From the chase, I knew the coot’s game was up. It tried to run, but it could not flee from that huge stork. A few more hits from the stork’s beak and the coot stopped moving. Nature had yet again presented a mini theater in front of me. The stork started feeding on the coot immediately after he had dealt the last deathly blow. As he settled to his well-earned meal, I readied myself for the last few clicks of my camera. The hunt reminded me of my own hunger, my stomach growling after a day’s shooting without a single morsel. I put down my camera, checked the time, and decided to call it a day. A good day indeed it was. I was just fiddling with my bag when a fresh bout of noise distracted me. The show was not ever yet.
Well, well, well. Just when the stork had grabbed a few bits, he had a visitor—a female black-necked stork. It’s hard to distinguish between the sexes in black-necked storks. The only way one can probably distinguish between the two is from the color of the stork’s iris; the adult female has a yellow one while the adult male’s iris is brown. As she arrived, the female started eyeing the kill. The male, however, was in no mood to share. “Where’s all the chivalry, fella?” I thought with amusement. With the male showing no signs of sharing, the female shed her guest-like courtesy and instead, become more aggressive in her demand for a share of the meal. She barged right in, managing to get a few small bites before being shooed away.

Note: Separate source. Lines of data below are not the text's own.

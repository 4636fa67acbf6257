// src/error/types.rs
//
// Error taxonomy for the scraping pipeline.
//
// RULES:
// - Transport errors are retryable; everything else is not
// - "No match found" is NOT an error - resolvers return Option for that
// - Per-record extraction failures use domain::review::SkipReason, not AppError

use serde::Serialize;
use thiserror::Error;

#[derive(Debug, Error)]
pub enum AppError {
    #[error("Database error: {0}")]
    Database(#[from] rusqlite::Error),

    #[error("Pool error: {0}")]
    Pool(String),

    /// Network or timeout failure. Always retryable with bounded attempts.
    #[error("Transport error: {0}")]
    Transport(String),

    /// Expected markup was not found. Never retried against the same
    /// selector; callers fall through to the next selector or stage.
    #[error("Structure mismatch: {0}")]
    StructureMismatch(String),

    /// Browser session could not be started or restarted. Fatal for the
    /// current movie's pipeline only, never for the whole batch.
    #[error("Resource initialization failed: {0}")]
    ResourceInit(String),

    #[error("Serialization error: {0}")]
    Serialization(#[from] serde_json::Error),

    #[error("IO error: {0}")]
    Io(#[from] std::io::Error),

    #[error("Resource not found")]
    NotFound,

    #[error("Other error: {0}")]
    Other(String),
}

impl AppError {
    /// Whether a bounded retry with backoff is worth attempting.
    pub fn is_retryable(&self) -> bool {
        matches!(self, AppError::Transport(_))
    }
}

impl Serialize for AppError {
    fn serialize<S>(&self, serializer: S) -> Result<S::Ok, S::Error>
    where
        S: serde::Serializer,
    {
        serializer.serialize_str(&self.to_string())
    }
}

impl From<uuid::Error> for AppError {
    fn from(err: uuid::Error) -> Self {
        AppError::Other(format!("UUID error: {}", err))
    }
}

impl From<chrono::ParseError> for AppError {
    fn from(err: chrono::ParseError) -> Self {
        AppError::Other(format!("Date parse error: {}", err))
    }
}

impl From<r2d2::Error> for AppError {
    fn from(err: r2d2::Error) -> Self {
        AppError::Pool(err.to_string())
    }
}

impl From<reqwest::Error> for AppError {
    fn from(err: reqwest::Error) -> Self {
        AppError::Transport(err.to_string())
    }
}

pub type AppResult<T> = Result<T, AppError>;

#[cfg(test)]
mod tests {
    use super::*;

    #[test]
    fn test_only_transport_is_retryable() {
        assert!(AppError::Transport("timeout".to_string()).is_retryable());
        assert!(!AppError::StructureMismatch("no container".to_string()).is_retryable());
        assert!(!AppError::ResourceInit("no driver".to_string()).is_retryable());
        assert!(!AppError::NotFound.is_retryable());
    }
}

“Will this be the end of the tale?” I wondered. But, any insult breeds determination. It was the same story with the female. Brimming with indignation, she returned again with renewed vigor, tussling with the male aggressively. While the male was busy eating his share, she snatched off the carcass, darted off with her prize leaving the male wondering what he could have done different. The day was over. I packed and sauntered off into the evening. No wonder they say persistence pays, I mused, as I waved to the guy who would drive me back to the hotel.